Problem to solve - What lines in the records below mention "operations"? List them all.

Task inputs below:

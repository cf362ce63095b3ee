//! Error types for the phrase replacement library.
//!
//! Errors are categorized by where they happen: building the matcher,
//! validating a requested conversion, reading or writing a document, and
//! interpreting its contents.

use std::io;
use std::path::PathBuf;

use thiserror::Error;

/// Result type alias for replacement operations.
pub type ReplaceResult<T> = Result<T, ReplaceError>;

/// Error type for all replacement operations.
#[derive(Debug, Error)]
pub enum ReplaceError {
    /// A matcher cannot be built without at least one search phrase
    #[error("Cannot build a matcher from an empty pattern set")]
    EmptyPatternSet,

    /// Source and destination formats cannot be combined
    #[error("Cannot convert {from} to {to}: {reason}")]
    UnsupportedConversion {
        from: String,
        to: String,
        reason: String,
    },

    /// A document is missing a required part or cannot be parsed
    #[error("Malformed document '{}': {reason}", path.display())]
    MalformedDocument { path: PathBuf, reason: String },

    /// Error occurred while reading or writing files
    #[error("IO error for path '{}': {source}", path.display())]
    Io {
        path: PathBuf,
        #[source]
        source: io::Error,
    },

    /// The zip container of a document could not be read or written
    #[error("Archive error for path '{}': {source}", path.display())]
    Archive {
        path: PathBuf,
        #[source]
        source: zip::result::ZipError,
    },

    /// Invalid configuration or parameters
    #[error("Invalid input for '{parameter}': {reason}")]
    InvalidInput { parameter: String, reason: String },
}

impl ReplaceError {
    pub(crate) fn io(path: impl Into<PathBuf>, source: io::Error) -> Self {
        Self::Io {
            path: path.into(),
            source,
        }
    }

    pub(crate) fn archive(path: impl Into<PathBuf>, source: zip::result::ZipError) -> Self {
        Self::Archive {
            path: path.into(),
            source,
        }
    }

    pub(crate) fn malformed(path: impl Into<PathBuf>, reason: impl Into<String>) -> Self {
        Self::MalformedDocument {
            path: path.into(),
            reason: reason.into(),
        }
    }
}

End of Task inputs.

Written response -
/// Result type alias for replacement operations.
/// Error type for all replacement operations.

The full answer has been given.